The CFPB also jumped into the world of consumer debt collection with its publication of an Outline of Proposals, released July 28th. We have been expecting the CFPB to publish in this arena ever since its Anticipatory Notice of Proposed Rulemaking was released in November, 2013; and, particularly after its December, 2015 release of a Compliance Bulletin addressing In-Person Collection of Consumer Debt. The Outline of Proposals stays pretty true to the Fair Debt Collection Practices Act – the body of federal law that applies to third-party debt collectors, and not debt owners. However, some of the proposals under consideration will impact debt owners, such as the requirement for the substantiation of data.
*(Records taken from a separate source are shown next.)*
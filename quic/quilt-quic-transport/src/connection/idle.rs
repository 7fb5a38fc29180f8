// Copyright Amazon.com, Inc. or its affiliates. All Rights Reserved.
// SPDX-License-Identifier: Apache-2.0

use quilt_quic_core::{
    connection,
    time::{Duration, Timestamp},
};

/// Closes the connection when nothing is received for the idle timeout,
/// or when the handshake exceeds its own deadline.
#[derive(Debug)]
pub struct IdleNetworkDetector {
    idle_timeout: Duration,
    /// Absolute deadline for handshake completion, armed at construction
    handshake_deadline: Option<Timestamp>,
    handshake_confirmed: bool,
    idle_deadline: Timestamp,
}

impl IdleNetworkDetector {
    pub fn new(
        idle_timeout: Duration,
        handshake_timeout: Option<Duration>,
        now: Timestamp,
    ) -> Self {
        Self {
            idle_timeout,
            handshake_deadline: handshake_timeout.map(|timeout| now + timeout),
            handshake_confirmed: false,
            idle_deadline: now + idle_timeout,
        }
    }

    /// Any received packet resets the idle deadline
    pub fn on_packet_received(&mut self, now: Timestamp) {
        self.idle_deadline = now + self.idle_timeout;
    }

    pub fn on_handshake_confirmed(&mut self) {
        self.handshake_confirmed = true;
        self.handshake_deadline = None;
    }

    pub fn next_timeout(&self) -> Option<Timestamp> {
        let mut deadline = self.idle_deadline;
        if let Some(handshake) = self.handshake_deadline {
            deadline = deadline.min(handshake);
        }
        Some(deadline)
    }

    /// Returns the close reason when a deadline has passed
    pub fn on_timeout(&self, now: Timestamp) -> Option<connection::Error> {
        if let Some(handshake) = self.handshake_deadline {
            if handshake.has_elapsed(now) {
                return Some(connection::Error::HandshakeTimeout);
            }
        }

        if self.idle_deadline.has_elapsed(now) {
            return Some(connection::Error::IdleTimeout);
        }

        None
    }

    pub fn handshake_confirmed(&self) -> bool {
        self.handshake_confirmed
    }
}

#[cfg(test)]
mod tests {
    use super::*;

    fn now() -> Timestamp {
        Timestamp::from_duration(Duration::from_secs(1))
    }

    #[test]
    fn idle_timeout_test() {
        let mut detector =
            IdleNetworkDetector::new(Duration::from_secs(30), None, now());

        assert_eq!(detector.on_timeout(now()), None);

        detector.on_packet_received(now() + Duration::from_secs(20));
        // activity pushed the deadline out
        assert_eq!(detector.on_timeout(now() + Duration::from_secs(30)), None);
        assert_eq!(
            detector.on_timeout(now() + Duration::from_secs(50)),
            Some(connection::Error::IdleTimeout)
        );
    }

    #[test]
    fn handshake_timeout_test() {
        let mut detector = IdleNetworkDetector::new(
            Duration::from_secs(30),
            Some(Duration::from_secs(10)),
            now(),
        );

        // the handshake deadline fires before the idle deadline
        assert_eq!(detector.next_timeout(), Some(now() + Duration::from_secs(10)));
        assert_eq!(
            detector.on_timeout(now() + Duration::from_secs(10)),
            Some(connection::Error::HandshakeTimeout)
        );

        // confirmation removes the handshake deadline entirely
        detector.on_handshake_confirmed();
        assert_eq!(detector.on_timeout(now() + Duration::from_secs(10)), None);
    }
}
And with the July release, the subject of “field calling” – and what to do about it -- was again brought to the attention of the finance industry.

And, back to this month, on October 3rd, the Department of Defense's Military Lending Act Regulation became finally and fully effective. This is the Regulation that makes almost all consumer loans to active duty military and their families subject to a 36% MAPR cap. The Regulation started out 10 years ago with application to payday loans, title pledge loans and refund anticipation loans. It now limits the rate of interest that may be used in loans to Covered Borrowers – effectively carving out a large segment of sub-prime borrowers. The CFPB was the first to congratulate the Secretary of Defense on the adoption of the Regulation. We will know very soon whether this limitation on rate turns out to be a regulatory step taken too far.